After all, he was a Ute fan, his grandfather had played there in the 1940s and he had the credentials as the Deseret Morning News' Mr. Football after leading the Eagles to the state 5A title.

However, when the Utes were slow in offering a scholarship, Tate decided to head up to Logan and play for Utah State.

That was seven years ago, and look where Tate is now — the senior leader and captain for a Ute team that is expected to contend for the Mountain West Conference title this year.

"It's crazy where I was then and where I am now," Tate said. "I've been through the highest of the highs and lowest of the lows."

Actually, his Utah State experience was one of his highs, and his first year at Utah was one of the lows. At USU, he was able to play a lot of minutes as a true freshman and play against top 20 teams like LSU and Oregon.

"Looking back it was a great experience," he said. "It helped me to this day, for sure. I have absolutely no regrets."

The day after Tate committed to USU, Utah offered a scholarship. Although he wasn't the Utah coach at the time or in charge of recruiting, Kyle Whittingham acknowledged, "We dragged our feet a little bit. Utah State was very proactive, and he opted to take the offer. We re-evaluated and came with a later offer, but he, being a high character kid, kept his commitment to Utah State."

During his LDS mission, Tate had a change of heart and, with encouragement from Whittingham, walked on at the U. when he got home.

He had to earn a scholarship under Urban Meyer, and though he contemplated giving up football altogether, Tate eventually got his scholarship and has played a lot of minutes the past two years, starting all of last year.

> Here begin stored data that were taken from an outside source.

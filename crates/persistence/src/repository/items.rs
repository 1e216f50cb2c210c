//! Item facade.

use std::sync::Arc;

use chrono::{Local, NaiveDate};
use serde_json::json;
use tracing::debug;

use crate::core::{ArrayField, ArrayFieldOps, ArrayMatch, ItemStore};
use crate::error::StorageResult;
use crate::types::{
    build_report, threshold_date, ExpiryReport, Item, ItemFilter, ItemPatch, ItemQuery, ItemStats,
    LocationChoices, MoveRecord, RestoreMode,
};

use super::Dispatch;

/// Format of [`MoveRecord::date`].
pub const MOVE_DATE_FORMAT: &str = "%Y-%m-%d %H:%M";

/// Operations on items, keyed by `ItemID`.
#[derive(Debug, Clone)]
pub struct ItemRepository {
    dispatch: Arc<Dispatch>,
}

impl ItemRepository {
    pub(crate) fn new(dispatch: Arc<Dispatch>) -> Self {
        Self { dispatch }
    }

    pub async fn find_by_key(&self, item_id: &str) -> StorageResult<Option<Item>> {
        self.dispatch.backend()?.find_item(item_id).await
    }

    /// Inserts a new item.
    ///
    /// # Errors
    ///
    /// `DuplicateKey` if the `ItemID` is taken.
    pub async fn insert(&self, item: &Item) -> StorageResult<()> {
        self.dispatch.backend()?.insert_item(item).await
    }

    /// Applies `patch`; returns false if the item does not exist.
    pub async fn update(&self, item_id: &str, patch: &ItemPatch) -> StorageResult<bool> {
        self.dispatch.backend()?.update_item(item_id, patch).await
    }

    pub async fn delete(&self, item_id: &str) -> StorageResult<bool> {
        self.dispatch.backend()?.delete_item(item_id).await
    }

    pub async fn list(&self, query: &ItemQuery) -> StorageResult<Vec<Item>> {
        self.dispatch.backend()?.list_items(query).await
    }

    pub async fn count(&self, filter: &ItemFilter) -> StorageResult<u64> {
        self.dispatch.backend()?.count_items(filter).await
    }

    /// Expired and near-expiry items relative to today's local date.
    pub async fn get_expiring(&self, days: u32) -> StorageResult<ExpiryReport> {
        self.get_expiring_on(Local::now().date_naive(), days).await
    }

    /// Expired and near-expiry items relative to `today`.
    pub async fn get_expiring_on(&self, today: NaiveDate, days: u32) -> StorageResult<ExpiryReport> {
        let until = threshold_date(today, days);
        let candidates = self.dispatch.backend()?.expiry_candidates(until).await?;
        Ok(build_report(candidates, today, days))
    }

    /// Flips `user_id`'s favorite mark and returns the new membership.
    ///
    /// A missing item reports `false`.
    pub async fn toggle_favorite(&self, item_id: &str, user_id: &str) -> StorageResult<bool> {
        self.dispatch
            .backend()?
            .toggle_favorite(item_id, user_id)
            .await
    }

    pub async fn favorites_of(&self, user_id: &str) -> StorageResult<Vec<Item>> {
        self.dispatch.backend()?.favorites_of(user_id).await
    }

    pub async fn is_favorite(&self, item_id: &str, user_id: &str) -> StorageResult<bool> {
        self.dispatch.backend()?.is_favorite(item_id, user_id).await
    }

    /// Links `other_id` to the item with a relation label.
    ///
    /// The same `(other_id, relation)` pair is never stored twice. Returns
    /// false if the item does not exist. The reverse link is the caller's.
    pub async fn add_related(
        &self,
        item_id: &str,
        other_id: &str,
        relation: &str,
    ) -> StorageResult<bool> {
        let link = json!({ "id": other_id, "type": relation });
        let outcome = self
            .dispatch
            .backend()?
            .add_unique(item_id, ArrayField::RelatedItems, link)
            .await?;
        Ok(outcome.found())
    }

    /// Drops every link to `other_id`, whatever its relation.
    pub async fn remove_related(&self, item_id: &str, other_id: &str) -> StorageResult<bool> {
        let outcome = self
            .dispatch
            .backend()?
            .remove(item_id, ArrayField::RelatedItems, &ArrayMatch::field("id", other_id))
            .await?;
        Ok(outcome.found())
    }

    /// Records a move stamped with the current local time.
    pub async fn append_move_history(&self, item_id: &str, from: &str, to: &str) -> StorageResult<bool> {
        let record = MoveRecord {
            date: Local::now().format(MOVE_DATE_FORMAT).to_string(),
            from_location: from.to_string(),
            to_location: to.to_string(),
        };
        let outcome = self
            .dispatch
            .backend()?
            .append_bounded(item_id, ArrayField::MoveHistory, serde_json::to_value(&record)?, None)
            .await?;
        Ok(outcome.found())
    }

    pub async fn stats(&self) -> StorageResult<ItemStats> {
        self.dispatch.backend()?.item_stats().await
    }

    /// Distinct floors, rooms and zones used by items.
    pub async fn location_choices(&self) -> StorageResult<LocationChoices> {
        self.dispatch.backend()?.location_choices().await
    }

    pub async fn get_all_for_backup(&self) -> StorageResult<Vec<Item>> {
        self.dispatch.backend()?.all_items().await
    }

    /// Writes `items` keyed by `ItemID` and returns how many were written.
    pub async fn restore(&self, items: &[Item], mode: RestoreMode) -> StorageResult<usize> {
        let backend = self.dispatch.backend()?;
        let mut written = 0;

        for item in items {
            match mode {
                RestoreMode::Merge => {
                    if !backend.replace_item(item).await? {
                        backend.insert_item(item).await?;
                    }
                }
                RestoreMode::Replace => {
                    backend.delete_item(&item.item_id).await?;
                    backend.insert_item(item).await?;
                }
            }
            written += 1;
        }

        debug!(written, mode = %mode, "restored items");
        Ok(written)
    }
}
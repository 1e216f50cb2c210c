//! MongoDB document-store backend.
//!
//! Each entity lives in its own collection:
//!
//! | Entity    | Collection      | Business key |
//! |-----------|-----------------|--------------|
//! | Item      | `item`          | `ItemID`     |
//! | ItemType  | `type`          | `name`       |
//! | Location  | `locations`     | `_id`        |
//! | User      | `user`          | `User`       |
//! | LogEntry  | `activity_logs` | `_id`        |
//!
//! Items are addressed by `ItemID` and never expose `_id`. Types, locations,
//! users and log entries expose `_id` as a 24-character hex `id`.
//!
//! Array fields are mutated with `$push`, `$pull` and pipeline updates, so
//! each mutation is a single atomic server-side operation.

mod arrays;
mod backend;
mod catalog;
mod items;
mod logs;
mod query;
mod users;

pub use backend::{MongoBackend, MongoBackendConfig};
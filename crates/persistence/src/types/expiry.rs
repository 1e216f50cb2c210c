//! Expiry classification shared by both backends.
//!
//! Adapters only fetch candidates (items with any expiry date on or before the
//! threshold); the bucket assignment happens here so the boundary behavior is
//! identical regardless of the active store.

use chrono::{Days, NaiveDate};
use serde::{Deserialize, Serialize};

use super::item::Item;

/// Which bucket an item falls into.
#[derive(Debug, Clone, Copy, PartialEq, Eq)]
pub enum ExpiryBucket {
    /// At least one date is strictly before today.
    Expired,
    /// No date is expired and at least one falls in `[today, today + days]`.
    NearExpiry,
}

/// Items grouped by expiry state.
#[derive(Debug, Clone, Default, PartialEq, Serialize, Deserialize)]
pub struct ExpiryReport {
    pub expired: Vec<Item>,
    pub near_expiry: Vec<Item>,
}

impl ExpiryReport {
    /// Returns the total number of items in both buckets.
    pub fn len(&self) -> usize {
        self.expired.len() + self.near_expiry.len()
    }

    pub fn is_empty(&self) -> bool {
        self.expired.is_empty() && self.near_expiry.is_empty()
    }
}

/// Latest date both backends store as a four-digit-year ISO string.
pub fn latest_storable_date() -> NaiveDate {
    NaiveDate::from_ymd_opt(9999, 12, 31).unwrap_or(NaiveDate::MAX)
}

/// Returns the last date that still counts as near-expiry.
///
/// Saturates at [`latest_storable_date`] so the stored ISO strings keep
/// comparing in date order.
pub fn threshold_date(today: NaiveDate, days: u32) -> NaiveDate {
    today
        .checked_add_days(Days::new(u64::from(days)))
        .unwrap_or(NaiveDate::MAX)
        .min(latest_storable_date())
}

/// Classifies one item.
pub fn classify(item: &Item, today: NaiveDate, threshold: NaiveDate) -> Option<ExpiryBucket> {
    let dates = [item.warranty_expiry, item.usage_expiry];
    let dates = dates.iter().flatten();

    if dates.clone().any(|d| *d < today) {
        return Some(ExpiryBucket::Expired);
    }
    if dates.into_iter().any(|d| *d >= today && *d <= threshold) {
        return Some(ExpiryBucket::NearExpiry);
    }
    None
}

/// Splits candidate items into buckets.
///
/// Each item lands in at most one bucket. Buckets are ordered by earliest
/// expiry date, then `ItemID`, and duplicate candidates are dropped.
pub fn build_report(candidates: Vec<Item>, today: NaiveDate, days: u32) -> ExpiryReport {
    let threshold = threshold_date(today, days);
    let mut report = ExpiryReport::default();
    let mut seen = std::collections::HashSet::new();

    for item in candidates {
        if !seen.insert(item.item_id.clone()) {
            continue;
        }
        match classify(&item, today, threshold) {
            Some(ExpiryBucket::Expired) => report.expired.push(item),
            Some(ExpiryBucket::NearExpiry) => report.near_expiry.push(item),
            None => {}
        }
    }

    let order = |a: &Item, b: &Item| {
        a.earliest_expiry()
            .cmp(&b.earliest_expiry())
            .then_with(|| a.item_id.cmp(&b.item_id))
    };
    report.expired.sort_by(order);
    report.near_expiry.sort_by(order);
    report
}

When asked if Tate was one of the leaders of the defense now that Eric Weddle was gone, Whittingham replied, "He may be the top leader on the team."

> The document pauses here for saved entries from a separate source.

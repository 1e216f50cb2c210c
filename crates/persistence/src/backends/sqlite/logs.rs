//! LogStore implementation for SQLite.

use async_trait::async_trait;
use rusqlite::types::{Type, Value};
use rusqlite::{params, params_from_iter, Row};

use crate::core::LogStore;
use crate::error::StorageResult;
use crate::types::id::from_row_id;
use crate::types::{timestamp, LogEntry, LogFilter};

use super::backend::{internal_error, sql_limit, sql_offset};
use super::items::json_column;
use super::SqliteBackend;

fn row_to_log(row: &Row<'_>) -> rusqlite::Result<LogEntry> {
    let created_at: String = row.get(6)?;
    Ok(LogEntry {
        id: from_row_id(row.get(0)?),
        action: row.get(1)?,
        user: row.get(2)?,
        item_id: row.get(3)?,
        item_name: row.get(4)?,
        details: json_column(row, 5)?,
        created_at: timestamp::parse(&created_at)
            .map_err(|e| rusqlite::Error::FromSqlConversionFailure(6, Type::Text, Box::new(e)))?,
    })
}

fn filter_clause(filter: &LogFilter) -> (String, Vec<Value>) {
    let predicates = filter.predicates();
    if predicates.is_empty() {
        return ("1 = 1".to_string(), Vec::new());
    }

    let conditions: Vec<String> = predicates
        .iter()
        .enumerate()
        .map(|(i, (column, _))| format!("{column} = ?{}", i + 1))
        .collect();
    let values = predicates
        .iter()
        .map(|(_, value)| Value::Text(value.to_string()))
        .collect();
    (conditions.join(" AND "), values)
}

#[async_trait]
impl LogStore for SqliteBackend {
    async fn append_log(&self, entry: &LogEntry) -> StorageResult<String> {
        let mut conn = self.get_connection()?;
        let tx = conn
            .transaction()
            .map_err(|e| internal_error(format!("Failed to begin transaction: {}", e)))?;
        tx.execute(
            "INSERT INTO logs (action, user, item_id, item_name, details, created_at)
             VALUES (?1, ?2, ?3, ?4, ?5, ?6)",
            params![
                entry.action,
                entry.user,
                entry.item_id,
                entry.item_name,
                serde_json::to_string(&entry.details)?,
                timestamp::format(&entry.created_at),
            ],
        )
        .map_err(|e| internal_error(format!("Failed to insert log: {}", e)))?;
        let id = tx.last_insert_rowid();
        tx.commit()
            .map_err(|e| internal_error(format!("Failed to commit: {}", e)))?;

        Ok(from_row_id(id))
    }

    async fn list_logs(
        &self,
        filter: &LogFilter,
        limit: u64,
        skip: u64,
    ) -> StorageResult<Vec<LogEntry>> {
        let (condition, mut values) = filter_clause(filter);
        let limit_param = values.len() + 1;
        let sql = format!(
            "SELECT id, action, user, item_id, item_name, details, created_at FROM logs
             WHERE {condition}
             ORDER BY created_at DESC, id DESC
             LIMIT ?{limit_param} OFFSET ?{}",
            limit_param + 1
        );
        values.push(Value::Integer(sql_limit(limit)));
        values.push(Value::Integer(sql_offset(skip)));

        let conn = self.get_connection()?;
        let mut stmt = conn
            .prepare(&sql)
            .map_err(|e| internal_error(format!("Failed to prepare log query: {}", e)))?;
        let entries = stmt
            .query_map(params_from_iter(values), row_to_log)
            .map_err(|e| internal_error(format!("Failed to query logs: {}", e)))?
            .collect::<Result<Vec<_>, _>>()
            .map_err(|e| internal_error(format!("Failed to read log row: {}", e)))?;
        Ok(entries)
    }

    async fn count_logs(&self, filter: &LogFilter) -> StorageResult<u64> {
        let (condition, values) = filter_clause(filter);
        let conn = self.get_connection()?;
        let count: i64 = conn
            .query_row(
                &format!("SELECT COUNT(*) FROM logs WHERE {condition}"),
                params_from_iter(values),
                |row| row.get(0),
            )
            .map_err(|e| internal_error(format!("Failed to count logs: {}", e)))?;
        Ok(u64::try_from(count).unwrap_or_default())
    }
}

His teammates showed that by electing him as one of the four captains this year.

"Being elected captain is one of the biggest honors of my life as far as athletics go," Tate said.

Now Tate is geared up for what he hopes is a great senior season. He's been slowed by hernia surgery in late June after "being in the best shape of my life."

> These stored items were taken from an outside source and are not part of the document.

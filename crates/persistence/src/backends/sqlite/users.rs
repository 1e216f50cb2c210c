//! UserStore implementation for SQLite.

use async_trait::async_trait;
use rusqlite::{params, OptionalExtension, Row};

use crate::core::UserStore;
use crate::error::StorageResult;
use crate::types::id::from_row_id;
use crate::types::{NotificationSettings, User};

use super::backend::{internal_error, write_error, FOLD_FN};
use super::items::json_column;
use super::SqliteBackend;

const USER_COLUMNS: &str = "id, username, password_hash, admin, password_changed, notifications, \
                            last_login, last_login_ip, login_history";

fn row_to_user(row: &Row<'_>) -> rusqlite::Result<User> {
    Ok(User {
        id: from_row_id(row.get(0)?),
        username: row.get(1)?,
        password_hash: row.get(2)?,
        admin: row.get(3)?,
        password_changed: row.get(4)?,
        notifications: json_column(row, 5)?,
        last_login: row.get(6)?,
        last_login_ip: row.get(7)?,
        login_history: json_column(row, 8)?,
    })
}

impl SqliteBackend {
    fn update_user(&self, sql: &str, params: &[&dyn rusqlite::ToSql]) -> StorageResult<bool> {
        let mut conn = self.get_connection()?;
        let tx = conn
            .transaction()
            .map_err(|e| internal_error(format!("Failed to begin transaction: {}", e)))?;
        let affected = tx
            .execute(sql, params)
            .map_err(|e| internal_error(format!("Failed to update user: {}", e)))?;
        tx.commit()
            .map_err(|e| internal_error(format!("Failed to commit: {}", e)))?;
        Ok(affected > 0)
    }
}

#[async_trait]
impl UserStore for SqliteBackend {
    async fn find_user(&self, username: &str) -> StorageResult<Option<User>> {
        let conn = self.get_connection()?;
        conn.query_row(
            &format!("SELECT {USER_COLUMNS} FROM users WHERE username = ?1"),
            [username],
            row_to_user,
        )
        .optional()
        .map_err(|e| internal_error(format!("Failed to read user: {}", e)))
    }

    async fn find_user_ci(&self, username: &str) -> StorageResult<Option<User>> {
        let conn = self.get_connection()?;
        conn.query_row(
            &format!(
                "SELECT {USER_COLUMNS} FROM users WHERE {FOLD_FN}(username) = {FOLD_FN}(?1) \
                 ORDER BY id ASC LIMIT 1"
            ),
            [username],
            row_to_user,
        )
        .optional()
        .map_err(|e| internal_error(format!("Failed to read user: {}", e)))
    }

    async fn insert_user(&self, user: &User) -> StorageResult<String> {
        let mut conn = self.get_connection()?;
        let tx = conn
            .transaction()
            .map_err(|e| internal_error(format!("Failed to begin transaction: {}", e)))?;
        tx.execute(
            "INSERT INTO users (username, password_hash, admin, password_changed, notifications,
                                last_login, last_login_ip, login_history)
             VALUES (?1, ?2, ?3, ?4, ?5, ?6, ?7, ?8)",
            params![
                user.username,
                user.password_hash,
                user.admin,
                user.password_changed,
                serde_json::to_string(&user.notifications)?,
                user.last_login,
                user.last_login_ip,
                serde_json::to_string(&user.login_history)?,
            ],
        )
        .map_err(|e| write_error(e, "user", &user.username, "Failed to insert user"))?;
        let id = tx.last_insert_rowid();
        tx.commit()
            .map_err(|e| internal_error(format!("Failed to commit: {}", e)))?;

        Ok(from_row_id(id))
    }

    async fn update_credential(
        &self,
        username: &str,
        password_hash: &str,
        password_changed: bool,
    ) -> StorageResult<bool> {
        self.update_user(
            "UPDATE users SET password_hash = ?2, password_changed = ?3 WHERE username = ?1",
            params![username, password_hash, password_changed],
        )
    }

    async fn notification_settings(
        &self,
        username: &str,
    ) -> StorageResult<Option<NotificationSettings>> {
        let conn = self.get_connection()?;
        conn.query_row(
            "SELECT notifications FROM users WHERE username = ?1",
            [username],
            |row| json_column(row, 0),
        )
        .optional()
        .map_err(|e| internal_error(format!("Failed to read notification settings: {}", e)))
    }

    async fn set_notification_settings(
        &self,
        username: &str,
        settings: &NotificationSettings,
    ) -> StorageResult<bool> {
        let encoded = serde_json::to_string(settings)?;
        self.update_user(
            "UPDATE users SET notifications = ?2 WHERE username = ?1",
            params![username, encoded],
        )
    }

    async fn touch_last_login(&self, username: &str, at: &str, ip: &str) -> StorageResult<bool> {
        self.update_user(
            "UPDATE users SET last_login = ?2, last_login_ip = ?3 WHERE username = ?1",
            params![username, at, ip],
        )
    }

    async fn list_users(&self) -> StorageResult<Vec<User>> {
        let conn = self.get_connection()?;
        let mut stmt = conn
            .prepare(&format!(
                "SELECT {USER_COLUMNS} FROM users ORDER BY username ASC"
            ))
            .map_err(|e| internal_error(format!("Failed to prepare user query: {}", e)))?;
        let users = stmt
            .query_map([], row_to_user)
            .map_err(|e| internal_error(format!("Failed to query users: {}", e)))?
            .collect::<Result<Vec<_>, _>>()
            .map_err(|e| internal_error(format!("Failed to read user row: {}", e)))?;
        Ok(users)
    }
}
pub async fn pagination(repos: &Repositories) {
    insert_samples(repos).await;
    let items = repos.items();

    let all = items.list(&ItemQuery::new()).await.unwrap();
    assert_eq!(ids(&all), vec!["E1", "E2", "K1", "T1", "T2"]);

    let page = items.list(&ItemQuery::new().with_page(1, 2)).await.unwrap();
    assert_eq!(ids(&page), vec!["E2", "K1"]);

    let tail = items.list(&ItemQuery::new().with_page(3, 0)).await.unwrap();
    assert_eq!(ids(&tail), vec!["T1", "T2"]);

    for skip in [5, 6, 100] {
        let empty = items.list(&ItemQuery::new().with_page(skip, 0)).await.unwrap();
        assert!(empty.is_empty(), "skip {skip}");
    }
}

pub async fn filters(repos: &Repositories) {
    insert_samples(repos).await;
    let items = repos.items();

    let cases: Vec<(ItemFilter, Vec<&str>)> = vec![
        (ItemFilter::new().name_contains("drill"), vec!["E2", "T1"]),
        (ItemFilter::new().name_contains("USB-C"), vec!["E1"]),
        (ItemFilter::new().name_contains("."), vec![]),
        (ItemFilter::new().store_place_contains("SHELF"), vec!["T1"]),
        (ItemFilter::new().item_type("Tools"), vec!["T1", "T2"]),
        (ItemFilter::new().item_type("tools"), vec![]),
        (ItemFilter::new().floor("2F").room("Study"), vec!["E1", "E2"]),
        (ItemFilter::new().zone("Fridge"), vec!["K1"]),
        (ItemFilter::new().item_type(""), vec!["E1", "E2", "K1", "T1", "T2"]),
    ];

    for (filter, expected) in cases {
        let found = items
            .list(&ItemQuery::new().with_filter(filter.clone()))
            .await
            .unwrap();
        assert_eq!(ids(&found), expected, "{filter:?}");
        assert_eq!(
            items.count(&filter).await.unwrap(),
            expected.len() as u64,
            "{filter:?}"
        );
    }
}

pub async fn sorting(repos: &Repositories) {
    insert_samples(repos).await;
    let items = repos.items();

    let by = |sort: ItemSort| ItemQuery::new().with_sort(sort);

    let asc = items
        .list(&by(ItemSort::ascending(ItemSortField::WarrantyExpiry)))
        .await
        .unwrap();
    assert_eq!(ids(&asc), vec!["E1", "T1", "E2", "K1", "T2"]);

    let desc = items
        .list(&by(ItemSort::descending(ItemSortField::WarrantyExpiry)))
        .await
        .unwrap();
    assert_eq!(ids(&desc), vec!["T1", "E1", "E2", "K1", "T2"]);

    let names = items
        .list(&by(ItemSort::ascending(ItemSortField::Name)))
        .await
        .unwrap();
    assert_eq!(ids(&names), vec!["T2", "T1", "E2", "K1", "E1"]);

    let usage_page = items
        .list(&by(ItemSort::descending(ItemSortField::UsageExpiry)).with_page(0, 2))
        .await
        .unwrap();
    assert_eq!(ids(&usage_page), vec!["K1", "E1"]);
}

pub async fn stats_and_choices(repos: &Repositories) {
    insert_samples(repos).await;
    let items = repos.items();

    let stats = items.stats().await.unwrap();
    assert_eq!(stats.total, 5);
    assert_eq!(stats.with_photo, 1);
    assert_eq!(stats.with_location, 3);
    assert_eq!(stats.with_type, 4);

    let choices = items.location_choices().await.unwrap();
    assert_eq!(choices.floors, vec!["1F", "2F"]);
    assert_eq!(choices.rooms, vec!["Garage", "Kitchen", "Study"]);
    assert_eq!(choices.zones, vec!["Drawer", "Fridge", "Pegboard", "Shelf A"]);
}

// ============================================================================
// Types and locations
// ============================================================================

pub async fn type_cache_coherence(repos: &Repositories) {
    let types = repos.types();

    assert!(types.list_all().await.unwrap().is_empty());

    let tools = types.insert("Tools").await.unwrap();
    assert!(!tools.id.is_empty());
    types.insert("Food").await.unwrap();

    let names: Vec<String> = types.list_all().await.unwrap().into_iter().map(|t| t.name).collect();
    assert_eq!(names, vec!["Food", "Tools"]);
    assert_eq!(types.find_by_name("Tools").await.unwrap().unwrap().id, tools.id);

    let err = types.insert("Tools").await.unwrap_err();
    assert!(err.is_duplicate_key());

    assert!(types.delete("Tools").await.unwrap());
    assert!(!types.delete("Tools").await.unwrap());
    assert!(types.find_by_name("Tools").await.unwrap().is_none());
}

pub async fn location_lifecycle(repos: &Repositories) {
    let locations = repos.locations();

    let mut ids = Vec::new();
    for location in sample_locations() {
        ids.push(locations.insert(&location).await.unwrap());
    }
    let garage = ids[0].clone();

    let rooms = |list: &[larder_persistence::types::Location]| -> Vec<String> {
        list.iter().map(|l| l.room.clone()).collect()
    };
    let listed = locations.list_all().await.unwrap();
    assert_eq!(rooms(&listed), vec!["Kitchen", "Garage", "Study"]);

    assert!(locations.reorder(&garage, 0).await.unwrap());
    let listed = locations.list_all().await.unwrap();
    assert_eq!(rooms(&listed), vec!["Garage", "Kitchen", "Study"]);

    let patch = LocationPatch {
        zone: Some("Shelf B".to_string()),
        ..Default::default()
    };
    assert!(locations.update(&garage, &patch).await.unwrap());
    let listed = locations.list_all().await.unwrap();
    assert_eq!(listed[0].zone, "Shelf B");
    assert_eq!(listed[0].id, garage);

    assert!(locations.delete(&garage).await.unwrap());
    assert!(!locations.delete(&garage).await.unwrap());
    assert_eq!(locations.list_all().await.unwrap().len(), 2);
}

pub async fn invalid_ids_report_false(repos: &Repositories) {
    let locations = repos.locations();
    locations
        .insert(&NewLocation::new("1F", "Hall", "Closet"))
        .await
        .unwrap();

    for id in ["", "not-an-id", "-1", "zzzzzzzzzzzzzzzzzzzzzzzz"] {
        assert!(!locations.reorder(id, 1).await.unwrap(), "{id:?}");
        assert!(
            !locations
                .update(id, &LocationPatch::default())
                .await
                .unwrap(),
            "{id:?}"
        );
        assert!(!locations.delete(id).await.unwrap(), "{id:?}");
    }
    assert_eq!(locations.list_all().await.unwrap().len(), 1);
}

Tate suffered the sports hernia injury while doing squats and went back to Philadelphia to have a prominent surgeon, who also did work on Donovan McNabb and Grant Hill, do the operation.

It took much of the summer to get feeling back to normal, but Tate has been participating in drills during fall camp and feeling better every day.

"It's 100 percent as far as I'm concerned," Tate said.

Tate, who led the team with 102 tackles last year, will play the free safety position again this year, and he expects great things from the defense — and the secondary in particular.

"We've got youth and we have athleticism," Tate said. "We've just got to get our chemistry together and gel."